Any determination required to be made by the Board of Directors of the
Company for purposes of applying the definitions contained in this Article 1
shall be made by the Board of Directors in its good faith judgment, which
determination shall be conclusive and binding on the the Rights Redemption
Committee, the Rights Agent, and the holders of the Rights.
ARTICLE II
THE RIGHTS
2.1 Legend on Common Share Certificates.
Certificates for the Common Shares issued after the Record Date but prior
to the close of business on the Separation Date shall evidence one Right for
each Common Share represented thereby and shall have impressed on, printed on,
written on or otherwise affixed to them, the following legend:
Until the Separation Date (as defined in the Rights Agreement referred to
below), this certificate also evidences and entitles the holder thereof to
certain Rights as set forth in a Rights Agreement, dated as of the 20th day
of February, 1997 (the "Rights Agreement"), between FX Energy, Inc. (the
"Company"), and Fidelity Transfer Corp., as Rights Agent, the terms of
which are hereby incorporated herein by reference and a copy of which is on
file at the principal executive office of the Company.

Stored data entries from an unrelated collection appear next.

//! Error handling for PatternKit
//!
//! Provides error types for all layers of the engine:
//! - Drafting errors (block selection, geometry construction)
//! - Export errors (DXF/PDF stream construction)
//! - Pipeline errors (recompute session lifecycle)
//!
//! All error types use `thiserror` for ergonomic error handling. None of
//! the fallible paths in the engine panic; every failure surfaces as one
//! of these variants so the live-preview loop can keep the previously
//! displayed document intact.

use thiserror::Error;

/// Drafting error type
///
/// Represents failures while constructing pattern geometry. Garment
/// classification itself never fails (unknown descriptions fall back to
/// the bodice family), so these variants cover structural problems.
#[derive(Error, Debug, Clone)]
pub enum DraftError {
    /// A block library entry produced no control points
    #[error("Block '{block}' contains no control points")]
    EmptyBlock {
        /// Name of the offending block.
        block: String,
    },

    /// A deformation stage changed the point count
    #[error("Deformation changed point count for '{block}': {before} -> {after}")]
    PointCountMismatch {
        /// Name of the block being deformed.
        block: String,
        /// Point count before the stage.
        before: usize,
        /// Point count after the stage.
        after: usize,
    },

    /// Generic drafting error
    #[error("Draft error: {message}")]
    Other {
        /// The error message.
        message: String,
    },
}

/// Export error type
///
/// Represents failures while serializing a `PatternDocument` to an
/// interchange format. Export failures are recoverable: they never
/// corrupt the in-memory document.
#[derive(Error, Debug)]
pub enum ExportError {
    /// The document contains no exportable pieces
    #[error("Document '{style_name}' has no pieces with geometry")]
    EmptyDocument {
        /// Style name of the rejected document.
        style_name: String,
    },

    /// Failure constructing the output byte stream
    #[error("Failed to encode {format} output: {reason}")]
    Encode {
        /// The output format ("dxf" or "pdf").
        format: &'static str,
        /// The reason encoding failed.
        reason: String,
    },

    /// Failure writing the output to disk
    #[error("Failed to write export file: {0}")]
    Io(#[from] std::io::Error),
}

/// Pipeline error type
///
/// Represents recompute-session failures. A failed recompute leaves the
/// previously published document in place.
#[derive(Error, Debug, Clone)]
pub enum PipelineError {
    /// The session worker has shut down
    #[error("Recompute session is closed")]
    SessionClosed,

    /// The background computation panicked or was cancelled by the runtime
    #[error("Background computation failed: {reason}")]
    ComputeFailed {
        /// The reason the computation failed.
        reason: String,
    },
}

/// Top-level error type for PatternKit.
#[derive(Error, Debug)]
pub enum Error {
    /// Drafting error.
    #[error(transparent)]
    Draft(#[from] DraftError),

    /// Export error.
    #[error(transparent)]
    Export(#[from] ExportError),

    /// Pipeline error.
    #[error(transparent)]
    Pipeline(#[from] PipelineError),

    /// Generic error with message.
    #[error("{0}")]
    Other(String),
}

/// Result type alias for PatternKit operations.
pub type Result<T> = std::result::Result<T, Error>;

#[cfg(test)]
mod tests {
    use super::*;

    #[test]
    fn draft_error_display() {
        let err = DraftError::EmptyBlock {
            block: "Bodice Front".to_string(),
        };
        assert_eq!(err.to_string(), "Block 'Bodice Front' contains no control points");
    }

    #[test]
    fn export_error_display() {
        let err = ExportError::Encode {
            format: "pdf",
            reason: "zero-length content stream".to_string(),
        };
        assert!(err.to_string().contains("pdf"));
        assert!(err.to_string().contains("zero-length"));
    }

    #[test]
    fn errors_convert_to_top_level() {
        let err: Error = PipelineError::SessionClosed.into();
        assert_eq!(err.to_string(), "Recompute session is closed");
    }
}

Under certain
circumstances, as set forth in the Rights Agreement, such Rights may be
redeemed by the Company, may expire, may become void (if, in certain cases,
they are "Beneficially Owned" by an "Acquiring Person", as such terms are
defined in the Rights Agreement, or a transferee thereof) or may be
evidenced by separate certificates and may no longer be evidenced by this
certificate. The Company will mail or arrange for the mailing of a copy of
the Rights Agreement to the holder of this certificate without charge
within five days after the receipt of a written request therefor.

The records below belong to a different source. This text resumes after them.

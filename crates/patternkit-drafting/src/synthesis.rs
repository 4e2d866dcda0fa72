//! Path synthesis: turning a deformed point set into a closed vector
//! path plus a grainline reference.
//!
//! Two strategies, selected by brand: straight segments for the angular
//! houses, quadratic Beziers with sag/wobble control points for the
//! organic ones. Both accept the same point sequence and the same
//! closing semantics: the loop is considered closed even though the
//! raw point list does not repeat its first point.

use patternkit_core::{
    bounding_box, ControlPoint, DesignParameters, Grainline, PathCommand, SynthesisMethod,
    VectorPath,
};

/// Vertical ease factor applied by the curved strategy when *emitting*
/// path and grainline coordinates. A display/print scale, distinct from
/// deformation, which operates on raw body-relative Y.
pub const CURVED_EASE_SCALE_Y: f64 = 1.15;

/// Full-gravity vertical sag of a curved control point, in mm.
const SAG_MM: f64 = 18.0;

/// Full-distortion lateral wobble of a curved control point, in mm.
const WOBBLE_MM: f64 = 12.0;

/// Synthesizes a closed path and grainline from a deformed point set.
pub fn synthesize(
    points: &[ControlPoint],
    params: &DesignParameters,
    method: SynthesisMethod,
) -> (VectorPath, Grainline) {
    match method {
        SynthesisMethod::Linear => synthesize_linear(points),
        SynthesisMethod::Curved => synthesize_curved(points, params),
    }
}

/// Straight segments point to point, closed with `Z`.
fn synthesize_linear(points: &[ControlPoint]) -> (VectorPath, Grainline) {
    let mut path = VectorPath::new();
    if let Some(first) = points.first() {
        path.push(PathCommand::MoveTo { x: first.x, y: first.y });
        for p in &points[1..] {
            path.push(PathCommand::LineTo { x: p.x, y: p.y });
        }
        path.push(PathCommand::Close);
    }
    (path, grainline_for(points, 1.0))
}

/// Quadratic Beziers whose control points hang below and wobble beside
/// the straight-line midpoint. Sag follows gravity; wobble follows
/// distortion and alternates sign by segment index (even +, odd -).
/// One final quadratic returns to the first point, so N input points
/// yield exactly N quadratic commands.
fn synthesize_curved(points: &[ControlPoint], params: &DesignParameters) -> (VectorPath, Grainline) {
    let mut path = VectorPath::new();
    let Some(first) = points.first() else {
        return (path, grainline_for(points, CURVED_EASE_SCALE_Y));
    };

    let sag = (params.gravity / 100.0) * SAG_MM;
    let wobble = (params.distortion / 100.0) * WOBBLE_MM;

    path.push(PathCommand::MoveTo {
        x: first.x,
        y: first.y * CURVED_EASE_SCALE_Y,
    });
    let n = points.len();
    for i in 0..n {
        let a = &points[i];
        let b = &points[(i + 1) % n];
        let side = if i % 2 == 0 { 1.0 } else { -1.0 };
        let cx = (a.x + b.x) / 2.0 + wobble * side;
        let cy = (a.y + b.y) / 2.0 + sag;
        path.push(PathCommand::QuadTo {
            cx,
            cy: cy * CURVED_EASE_SCALE_Y,
            x: b.x,
            y: b.y * CURVED_EASE_SCALE_Y,
        });
    }
    path.push(PathCommand::Close);

    (path, grainline_for(points, CURVED_EASE_SCALE_Y))
}

/// Grainline reference: a vertical line through the piece's horizontal
/// center, spanning the middle 70% of its height. `scale_y` is the
/// emission scale of the active strategy.
fn grainline_for(points: &[ControlPoint], scale_y: f64) -> Grainline {
    match bounding_box(points) {
        Some((min_x, min_y, max_x, max_y)) => {
            let height = max_y - min_y;
            Grainline::new(
                (min_x + max_x) / 2.0,
                (min_y + height * 0.15) * scale_y,
                (height * 0.7) * scale_y,
            )
        }
        None => Grainline::new(0.0, 0.0, 0.0),
    }
}

#[cfg(test)]
mod tests {
    use super::*;
    use patternkit_core::DesignParameters;

    fn square() -> Vec<ControlPoint> {
        vec![
            ControlPoint::new(0.0, 0.0),
            ControlPoint::new(100.0, 0.0),
            ControlPoint::new(100.0, 100.0),
            ControlPoint::new(0.0, 100.0),
        ]
    }

    #[test]
    fn linear_closes_with_z() {
        let (path, _) = synthesize(&square(), &DesignParameters::neutral(), SynthesisMethod::Linear);
        assert!(path.is_closed());
        assert!(path.to_svg().ends_with('Z'));
        assert_eq!(path.quad_count(), 0);
    }

    #[test]
    fn curved_emits_one_quad_per_point() {
        let pts = square();
        let (path, _) = synthesize(
            &pts,
            &DesignParameters::new(80.0, 60.0, 40.0),
            SynthesisMethod::Curved,
        );
        assert_eq!(path.quad_count(), pts.len());
    }

    #[test]
    fn curved_control_points_sag_and_wobble() {
        let pts = square();
        let params = DesignParameters::new(50.0, 60.0, 40.0);
        let (path, _) = synthesize(&pts, &params, SynthesisMethod::Curved);

        // first segment: (0,0) -> (100,0), midpoint (50,0), even index
        let PathCommand::QuadTo { cx, cy, .. } = path.commands[1] else {
            panic!("expected quad");
        };
        let expected_sag = 0.6 * 18.0;
        let expected_wobble = 0.4 * 12.0;
        assert!((cx - (50.0 + expected_wobble)).abs() < 1e-9);
        assert!((cy - expected_sag * CURVED_EASE_SCALE_Y).abs() < 1e-9);

        // second segment is odd: wobble flips sign
        let PathCommand::QuadTo { cx, .. } = path.commands[2] else {
            panic!("expected quad");
        };
        assert!((cx - (100.0 - expected_wobble)).abs() < 1e-9);
    }

    #[test]
    fn curved_scales_emitted_y_only() {
        let pts = square();
        let (path, grain) = synthesize(&pts, &DesignParameters::neutral(), SynthesisMethod::Curved);
        let PathCommand::QuadTo { y, .. } = path.commands[2] else {
            panic!("expected quad");
        };
        // raw y 100 emitted as 115; the input points are untouched
        assert!((y - 115.0).abs() < 1e-9);
        assert_eq!(pts[2].y, 100.0);
        // grainline y/length carry the same emission scale
        let (_, grain_linear) = synthesize(&pts, &DesignParameters::neutral(), SynthesisMethod::Linear);
        assert!((grain.length - grain_linear.length * CURVED_EASE_SCALE_Y).abs() < 1e-9);
    }

    #[test]
    fn empty_points_yield_empty_path() {
        let (path, grain) = synthesize(&[], &DesignParameters::neutral(), SynthesisMethod::Linear);
        assert!(path.commands.is_empty());
        assert_eq!(grain.length, 0.0);
    }
}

Certificates representing Common Shares of the Company that are issued and
outstanding at the Record Date shall evidence one Right for each Common Share
evidenced thereby notwithstanding the absence of the foregoing legend.
2.2 Initial Exercise Price; Exercise of Rights; Detachment of Rights.
(a) Subject to adjustment as herein set forth, each Right will
entitle the holder thereof, after the Separation Date, to purchase,
subject to adjustment from time to time as provided herein, one one-
hundredth (1/100) of a Preferred Share at the Exercise Price.
(b) Until the Separation Date:
(i) no Right may be exercised; and
(ii) each Right will be evidenced by the certificate for the
associated Common Share and will be transferable only together with,
and will be transferred by a transfer of, such associated Common
Share. Notwithstanding any other provision of this Agreement, any
Rights held by the Company or any of its Subsidiaries shall be void.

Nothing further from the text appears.